If assets such as shares, second homes, buy to let property or businesses interests are being transferred between spouses are part of the financial arrangements, it is therefore vital that advice is taken on the Capital Gains Tax implications. Even if no tax is payable immediately it is important that you know what tax might be payable in the future if the asset is sold – it may affect the overall detail of the settlement.

1) If the is an exchange of shares in different properties, there is a concession which allows the Capital Gains which would otherwise arise to be deferred.

2) If the property is subject to a ‘Mesher’ order where one spouse is not entitled to their share until the children reach a specific age or leave education, then they should still be entitled to Principle Private Residence (PPR) relief and the gain not be taxable.

3) The last three years of ownership of a PPR are eligible for relief even if one spouse has moved out and there another concession which can extend this if they do not have a new PPR.

All of these areas can be complex and it is important that you understand the tax implications of separation, divorce and any transactions involved in the financial settlement.

Monday 5 September 2011

Are HM Revenue & Customs taking a stronger line and challenging items in accounts and Tax Returns?

There are some types of business which have always interested the tax man as they are viewed as high risk and generally these are unchanged. Generally these are the types of business where customers do (or can be persuaded to) pay in cash and they fall into two main categories : retail shops and takeaways etc where not all cash may be recorded in the till and service type businesses (builders, gardeners etc) where there whole jobs (or part of the price) can be left out of the records.

At a more detailed level, there are a number of areas where we are seeing HM Revenue & Customs challenging or checking on specific items, including :

1) Travelling expenses are often being challenged particularly if these include home to site travel. HMRC appear to be much less willing to just accept that someone runs their business from home, if they have any form or regular other location.

2) Often employees and employers make assumptions that redundancy payments and other termination payments are tax free. The rules on this are complex and very dependent on the specific circumstances and HMRC are challenging the treatment regularly, often will extra tax being due. This is an area where it is vital that advice is taken before the payment is finalised.

3) HMRC will generally look into any large capital gain on a Tax Return and they are now often challenging where a property sale is eligible for Principle Private Residence relief. They have recently had a number of successes in the Tax Tribunal on this issue and these show how important it is to check the facts before assuming the relief is available.
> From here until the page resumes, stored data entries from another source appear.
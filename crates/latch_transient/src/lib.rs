//! Latch Transient Resources
//!
//! Frame-scoped allocator for short-lived GPU resources (intermediate
//! render targets, depth buffers, post-process scratch textures):
//! - Resources are placed page by page into a fast tier and a main tier
//! - Resource objects are cached and reused across frames
//! - Releasing a resource schedules the pipeline flush the next
//!   acquisition needs before it may write to the same pages
//!
//! Frame protocol:
//!
//! ```ignore
//! allocator.next_frame()?;
//!
//! let color = allocator.acquire_fast(&mut cmds, &color_desc, UsageState::RenderTarget, Some("color"))?;
//! let depth = allocator.acquire_main(&mut cmds, &depth_desc, UsageState::DepthWrite, Some("depth"))?;
//! // ... draws ...
//! allocator.release(&mut cmds, &depth, UsageState::DepthWrite)?;
//! let bloom = allocator.acquire(&mut cmds, &bloom_desc, UsageState::RenderTarget, &[TierToken::fast(64)], Some("bloom"))?;
//! // ... draws ...
//! allocator.release(&mut cmds, &bloom, UsageState::PixelShaderResource)?;
//! allocator.release(&mut cmds, &color, UsageState::PixelShaderResource)?;
//!
//! allocator.finalize(&mut queue)?; // before the recorded commands are submitted
//! ```

mod allocator;
mod cache;
mod config;
mod desc;
mod device;
mod error;
mod flags;
mod handle;
pub mod headless;
mod metrics;
mod staging;
mod token;

pub use allocator::{AllocatorStats, FrameState, TransientAllocator, MIN_BUDGET_BYTES};
pub use cache::{CachedResource, TransientCache};
pub use config::AllocatorConfig;
pub use desc::{ClearValue, ResourceLayout, TransientDesc};
pub use device::{
    DeviceCapabilities, RecordingContext, SubmissionContext, TransientDevice, ViewKind,
};
pub use error::TransientError;
pub use flags::{BindFlags, FlushFlags, UsageState};
pub use handle::{ResourceHandle, ResourceViews, TransientResource, ViewHandle};
pub use metrics::AllocatorMetrics;
pub use staging::{MappingStage, PageMappingBatch, PageMappingCommand, PageRangeEntry};
pub use token::TierToken;

pub use latch_paging::{PageRef, Range, TierKind, VirtualAddress, PAGE_SIZE_BYTES};
pub use wgpu::TextureFormat;
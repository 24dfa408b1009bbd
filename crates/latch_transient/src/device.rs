//! Device seams the transient allocator is driven through.

use crate::{
    FlushFlags, PageMappingCommand, ResourceLayout, TransientDesc, TransientError, UsageState,
    ViewHandle,
};
use latch_paging::{PagePoolDevice, VirtualAddress, FAST_TIER_SIZE_BYTES};
use std::fmt;

/// Capability probe result relevant to transient allocation.
#[derive(Debug, Clone, Copy, PartialEq, Eq)]
pub struct DeviceCapabilities {
    /// Bytes of fast memory the device exposes; zero if it has none.
    pub fast_tier_bytes: u64,
    /// Resources can be placed on reserved virtual ranges and backed by
    /// remapping pages.
    pub supports_page_mapping: bool,
}

impl DeviceCapabilities {
    /// Whether the device has enough fast memory for the whole fast tier.
    #[inline]
    pub fn has_fast_tier(&self) -> bool {
        self.fast_tier_bytes >= FAST_TIER_SIZE_BYTES
    }
}

impl Default for DeviceCapabilities {
    fn default() -> Self {
        Self {
            fast_tier_bytes: 0,
            supports_page_mapping: true,
        }
    }
}

/// Kind of view created for a resource.
#[derive(Debug, Copy, Clone, PartialEq, Eq, Hash)]
pub enum ViewKind {
    RenderTarget,
    DepthStencil,
    ShaderRead,
    UnorderedAccess,
}

/// Resource creation on top of the page pool services.
pub trait TransientDevice: PagePoolDevice {
    type Resource: Clone + fmt::Debug;

    /// Reserve `size_bytes` of page-aligned virtual address space with no
    /// physical backing.
    fn reserve_virtual_range(&self, size_bytes: u64) -> Result<VirtualAddress, TransientError>;

    fn release_virtual_range(&self, address: VirtualAddress, size_bytes: u64);

    /// Create a resource placed at `address`. Its memory stays unbacked until
    /// page mappings for it are submitted.
    fn create_placed_resource(
        &self,
        address: VirtualAddress,
        desc: &TransientDesc,
        layout: &ResourceLayout,
        initial_state: UsageState,
    ) -> Result<Self::Resource, TransientError>;

    fn create_view(
        &self,
        resource: &Self::Resource,
        desc: &TransientDesc,
        kind: ViewKind,
    ) -> Result<ViewHandle, TransientError>;

    fn destroy_resource(&self, resource: Self::Resource);

    fn set_debug_name(&self, resource: &Self::Resource, name: &str);
}

/// Command stream a frame is recorded into.
pub trait RecordingContext<R> {
    /// Wait for the given stages and flush or invalidate the given caches.
    fn flush_pipeline(&mut self, flags: FlushFlags);

    fn transition(&mut self, resource: &R, before: UsageState, after: UsageState);
}

/// Queue that recorded work and page mappings are submitted to.
pub trait SubmissionContext {
    /// Apply one pool's page mappings ahead of the recorded work.
    fn copy_page_mappings(&mut self, command: &PageMappingCommand<'_>)
        -> Result<(), TransientError>;
}
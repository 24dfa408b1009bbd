use bitflags::bitflags;

bitflags! {
    /// Ways a transient resource may be bound to the pipeline.
    #[derive(Clone, Copy, Debug, PartialEq, Eq, Hash, Default)]
    #[repr(transparent)]
    pub struct BindFlags: u32 {
        const SHADER_READ = 1 << 0;
        const UNORDERED_ACCESS = 1 << 1;
        const RENDER_TARGET = 1 << 2;
        const DEPTH_STENCIL = 1 << 3;
    }
}

bitflags! {
    /// Pipeline stages and caches to drain before aliased memory is rewritten.
    #[derive(Clone, Copy, Debug, PartialEq, Eq, Hash, Default)]
    #[repr(transparent)]
    pub struct FlushFlags: u32 {
        /// Wait for in-flight pixel shader work.
        const PIXEL_SHADER = 1 << 0;
        /// Wait for in-flight compute shader work.
        const COMPUTE_SHADER = 1 << 1;
        /// Flush the color output path.
        const COLOR_DATA = 1 << 2;
        /// Flush the color compression metadata path.
        const COLOR_METADATA = 1 << 3;
        /// Flush the depth output path.
        const DEPTH_DATA = 1 << 4;
        /// Flush the depth compression metadata path.
        const DEPTH_METADATA = 1 << 5;
        /// Invalidate the shared texture read cache.
        const TEXTURE_CACHE_INVALIDATE = 1 << 6;
    }
}

/// Usage state a resource is in on the GPU timeline.
#[derive(Debug, Copy, Clone, PartialEq, Eq, Hash)]
pub enum UsageState {
    Common,
    RenderTarget,
    DepthWrite,
    DepthRead,
    PixelShaderResource,
    NonPixelShaderResource,
    UnorderedAccess,
    CopySource,
    CopyDest,
    GenericRead,
}

impl UsageState {
    /// State a resource with `usage` rests in while it is not acquired.
    pub fn resting(usage: BindFlags) -> Self {
        if usage.contains(BindFlags::DEPTH_STENCIL) {
            UsageState::DepthWrite
        } else {
            UsageState::RenderTarget
        }
    }
}

#[cfg(test)]
mod tests {
    use super::*;

    #[test]
    fn resting_state_follows_depth_usage() {
        assert_eq!(
            UsageState::resting(BindFlags::RENDER_TARGET | BindFlags::SHADER_READ),
            UsageState::RenderTarget
        );
        assert_eq!(
            UsageState::resting(BindFlags::DEPTH_STENCIL | BindFlags::SHADER_READ),
            UsageState::DepthWrite
        );
        assert_eq!(
            UsageState::resting(BindFlags::UNORDERED_ACCESS),
            UsageState::RenderTarget
        );
    }
}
All of our experience with these cases highlight the importance of dealing very carefully once HMRC start to look into a taxpayers affairs. If is very easy for a question or answer to be misinterpreted in the early stages of the enquiry and the impression given to be very difficult to correct later on. Unless you are very sure of your ground (both in fact and law) and your ability to express this clearly, it is almost always helpful to with someone experienced in this specialist area.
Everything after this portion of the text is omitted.